### TASK ITEM
Under this line are the records; write out word for word the part that begins at the line containing "pub fn set_updater(&self, updater: Updater)" and ends at the line containing "let result = updater(self);", and no more.

### MATERIAL PROVIDED
________

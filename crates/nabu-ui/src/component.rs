use std::cell::RefCell;
use std::fmt;
use std::rc::{Rc, Weak};
use std::sync::atomic::{AtomicU64, Ordering};

use nabu_expr::{ContextStack, EvalError, Object, Value};

use crate::error::{ComponentError, ViewError};
use crate::tag::TagDescriptor;

// ── Component trait ───────────────────────────────────────────────────────

/// Handler installed for an `on:<event>` directive. Receives the event value
/// and returns whatever the directive expression evaluated to.
pub type EventHandler = Rc<dyn Fn(Value) -> Result<Value, EvalError>>;

/// Creates the renderer-side component for a tag name.
pub type ComponentFactory = Rc<dyn Fn(&str) -> Result<Box<dyn Component>, ComponentError>>;

/// The capabilities a renderer provides for each rendered node.
///
/// Every method has a default that fails with
/// [`ComponentError::NotImplemented`], so a renderer missing a capability
/// the template needs fails loudly instead of silently doing nothing.
///
/// # Implementing a renderer
///
/// ```rust,ignore
/// struct Label { text: String }
///
/// impl Component for Label {
///     fn set_attribute(&mut self, name: &str, value: Value) -> Result<(), ComponentError> {
///         match name {
///             "text" => { self.text = value.to_string(); Ok(()) }
///             _ => Ok(()),
///         }
///     }
///     fn clear_children(&mut self) -> Result<(), ComponentError> { Ok(()) }
/// }
/// ```
pub trait Component: 'static {
    fn get_attribute(&self, _name: &str) -> Result<Value, ComponentError> {
        Err(ComponentError::NotImplemented { method: "get_attribute" })
    }

    fn set_attribute(&mut self, _name: &str, _value: Value) -> Result<(), ComponentError> {
        Err(ComponentError::NotImplemented { method: "set_attribute" })
    }

    fn add_event_listener(&mut self, _name: &str, _handler: EventHandler) -> Result<(), ComponentError> {
        Err(ComponentError::NotImplemented { method: "add_event_listener" })
    }

    fn append_child(&mut self, _child: &Element) -> Result<(), ComponentError> {
        Err(ComponentError::NotImplemented { method: "append_child" })
    }

    fn remove_child(&mut self, _child: &Element) -> Result<(), ComponentError> {
        Err(ComponentError::NotImplemented { method: "remove_child" })
    }

    fn clear_children(&mut self) -> Result<(), ComponentError> {
        Err(ComponentError::NotImplemented { method: "clear_children" })
    }

    /// Handlers registered for `name`, used by hosts to fire events.
    fn listeners(&self, _name: &str) -> Result<Vec<EventHandler>, ComponentError> {
        Err(ComponentError::NotImplemented { method: "listeners" })
    }

    /// Attribute snapshot for diagnostics. Optional; empty by default.
    fn attributes(&self) -> Vec<(String, Value)> {
        Vec::new()
    }
}

// ── ComponentId ───────────────────────────────────────────────────────────

/// Process-unique identity of a mounted element.
#[derive(Debug, Clone, Copy, PartialEq, Eq, Hash, PartialOrd, Ord)]
pub struct ComponentId(u64);

impl ComponentId {
    fn next() -> Self {
        static NEXT: AtomicU64 = AtomicU64::new(1);
        ComponentId(NEXT.fetch_add(1, Ordering::Relaxed))
    }
}

impl fmt::Display for ComponentId {
    fn fmt(&self, f: &mut fmt::Formatter<'_>) -> fmt::Result {
        write!(f, "#{}", self.0)
    }
}

// ── Element ───────────────────────────────────────────────────────────────

/// Re-runs the directives of the view that created an element.
pub type Updater = Box<dyn FnMut(&Element) -> Result<(), ViewError>>;

/// A live node of the component tree: the renderer's [`Component`] plus
/// what the core needs to keep it up to date (context snapshot, mounted
/// children, and the updater installed by its view).
///
/// The parent exclusively owns its children; dropping the root drops the
/// tree. Nothing in an element's context holds a strong reference back to
/// an element, so the tree never forms cycles.
pub struct Element {
    id: ComponentId,
    tag: TagDescriptor,
    component: RefCell<Box<dyn Component>>,
    context: ContextStack,
    children: RefCell<Vec<Rc<Element>>>,
    updater: RefCell<Option<Updater>>,
    this: Weak<Element>,
}

impl Element {
    pub fn new(tag: TagDescriptor, component: Box<dyn Component>, context: ContextStack) -> Rc<Self> {
        Rc::new_cyclic(|this| Self {
            id: ComponentId::next(),
            tag,
            component: RefCell::new(component),
            context,
            children: RefCell::new(Vec::new()),
            updater: RefCell::new(None),
            this: this.clone(),
        })
    }

    pub fn id(&self) -> ComponentId {
        self.id
    }

    pub fn tag(&self) -> &TagDescriptor {
        &self.tag
    }

    pub fn name(&self) -> Option<&str> {
        self.tag.name.as_deref()
    }

    /// The scope chain visible to this element's directives: the element
    /// itself first, then the context it was created in.
    pub fn context(&self) -> ContextStack {
        self.context.with_front(Rc::new(ElementScope(self.this.clone())))
    }

    /// Snapshot of the mounted children.
    pub fn children(&self) -> Vec<Rc<Element>> {
        self.children.borrow().clone()
    }

    /// Runs `f` with shared access to the renderer component.
    pub fn with_component<R>(&self, f: impl FnOnce(&dyn Component) -> R) -> R {
        f(self.component.borrow().as_ref())
    }

    pub fn get_attribute(&self, name: &str) -> Result<Value, ComponentError> {
        self.component.borrow().get_attribute(name)
    }

    pub fn set_attribute(&self, name: &str, value: Value) -> Result<(), ComponentError> {
        self.component.borrow_mut().set_attribute(name, value)
    }

    pub fn add_event_listener(&self, name: &str, handler: EventHandler) -> Result<(), ComponentError> {
        self.component.borrow_mut().add_event_listener(name, handler)
    }

    pub fn append_child(&self, child: Rc<Element>) -> Result<(), ComponentError> {
        self.component.borrow_mut().append_child(&child)?;
        self.children.borrow_mut().push(child);
        Ok(())
    }

    pub fn remove_child(&self, child: &Element) -> Result<(), ComponentError> {
        self.component.borrow_mut().remove_child(child)?;
        self.children.borrow_mut().retain(|c| c.id != child.id);
        Ok(())
    }

    pub fn clear_children(&self) -> Result<(), ComponentError> {
        self.component.borrow_mut().clear_children()?;
        self.children.borrow_mut().clear();
        Ok(())
    }

    /// Fires `name` on this element. Handlers run after the component borrow
    /// is released, so they are free to touch the element again.
    pub fn dispatch_event(&self, name: &str, event: Value) -> Result<Vec<Value>, ComponentError> {
        let handlers = self.component.borrow().listeners(name)?;
        handlers
            .iter()
            .map(|handler| handler(event.clone()).map_err(ComponentError::Handler))
            .collect()
    }

    pub fn set_updater(&self, updater: Updater) {
        *self.updater.borrow_mut() = Some(updater);
    }

    /// Runs this element's updater (rebuilding children and refreshing
    /// `bind:` attributes), then updates the freshly mounted children.
    pub fn update(&self) -> Result<(), ViewError> {
        let updater = self.updater.borrow_mut().take();
        if let Some(mut updater) = updater {
            let result = updater(self);
            let mut slot = self.updater.borrow_mut();
            if slot.is_none() {
                *slot = Some(updater);
            }
            drop(slot);
            result?;
        }
        for child in self.children() {
            child.update()?;
        }
        Ok(())
    }

    /// Depth-first search for a descendant (or self) labelled `$name`.
    pub fn find(&self, name: &str) -> Option<Rc<Element>> {
        if self.name() == Some(name) {
            return self.this.upgrade();
        }
        self.children().iter().find_map(|child| child.find(name))
    }
}

impl fmt::Debug for Element {
    fn fmt(&self, f: &mut fmt::Formatter<'_>) -> fmt::Result {
        f.debug_struct("Element")
            .field("id", &self.id)
            .field("tag", &self.tag.to_string())
            .field("children", &self.children.borrow().len())
            .finish()
    }
}

// ── ElementScope ──────────────────────────────────────────────────────────

/// An element seen as a scope: it owns `tag` plus every attribute its
/// renderer can report. Holds the element weakly.
struct ElementScope(Weak<Element>);

impl Object for ElementScope {
    fn get_own(&self, key: &str) -> Option<Value> {
        let element = self.0.upgrade()?;
        if key == "tag" {
            return Some(Value::str(element.tag.tag.as_str()));
        }
        // A component busy inside a renderer call reports nothing.
        let component = element.component.try_borrow().ok()?;
        component.get_attribute(key).ok()
    }

    fn keys(&self) -> Vec<String> {
        let Some(element) = self.0.upgrade() else {
            return Vec::new();
        };
        let mut keys = vec!["tag".to_string()];
        if let Ok(component) = element.component.try_borrow() {
            keys.extend(component.attributes().into_iter().map(|(k, _)| k));
        }
        keys
    }

    fn type_name(&self) -> &str {
        "Element"
    }
}

#[cfg(test)]
mod tests {
    use super::*;

    struct Bare;
    impl Component for Bare {}

    fn bare() -> Rc<Element> {
        Element::new(TagDescriptor::parse("div").unwrap(), Box::new(Bare), ContextStack::new())
    }

    #[test]
    fn missing_capabilities_fail_loudly() {
        let el = bare();
        assert_eq!(
            el.set_attribute("x", Value::Int(1)),
            Err(ComponentError::NotImplemented { method: "set_attribute" })
        );
        assert!(matches!(
            el.clear_children(),
            Err(ComponentError::NotImplemented { method: "clear_children" })
        ));
        assert!(matches!(el.append_child(bare()), Err(ComponentError::NotImplemented { .. })));
        assert!(el.children().is_empty());
    }

    #[test]
    fn ids_are_unique() {
        assert_ne!(bare().id(), bare().id());
    }

    #[test]
    fn element_is_innermost_scope_of_its_context() {
        let el = bare();
        let ctx = el.context();
        assert_eq!(ctx.len(), 1);
        let (_, tag) = ctx.lookup("tag").unwrap();
        assert_eq!(tag, Value::str("div"));
    }

    #[test]
    fn update_without_updater_is_a_no_op() {
        assert!(bare().update().is_ok());
    }
}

________

### SOLUTION
    pub fn set_updater(&self, updater: Updater) {
        *self.updater.borrow_mut() = Some(updater);
    }

    /// Runs this element's updater (rebuilding children and refreshing
    /// `bind:` attributes), then updates the freshly mounted children.
    pub fn update(&self) -> Result<(), ViewError> {
        let updater = self.updater.borrow_mut().take();
        if let Some(mut updater) = updater {
            let result = updater(self);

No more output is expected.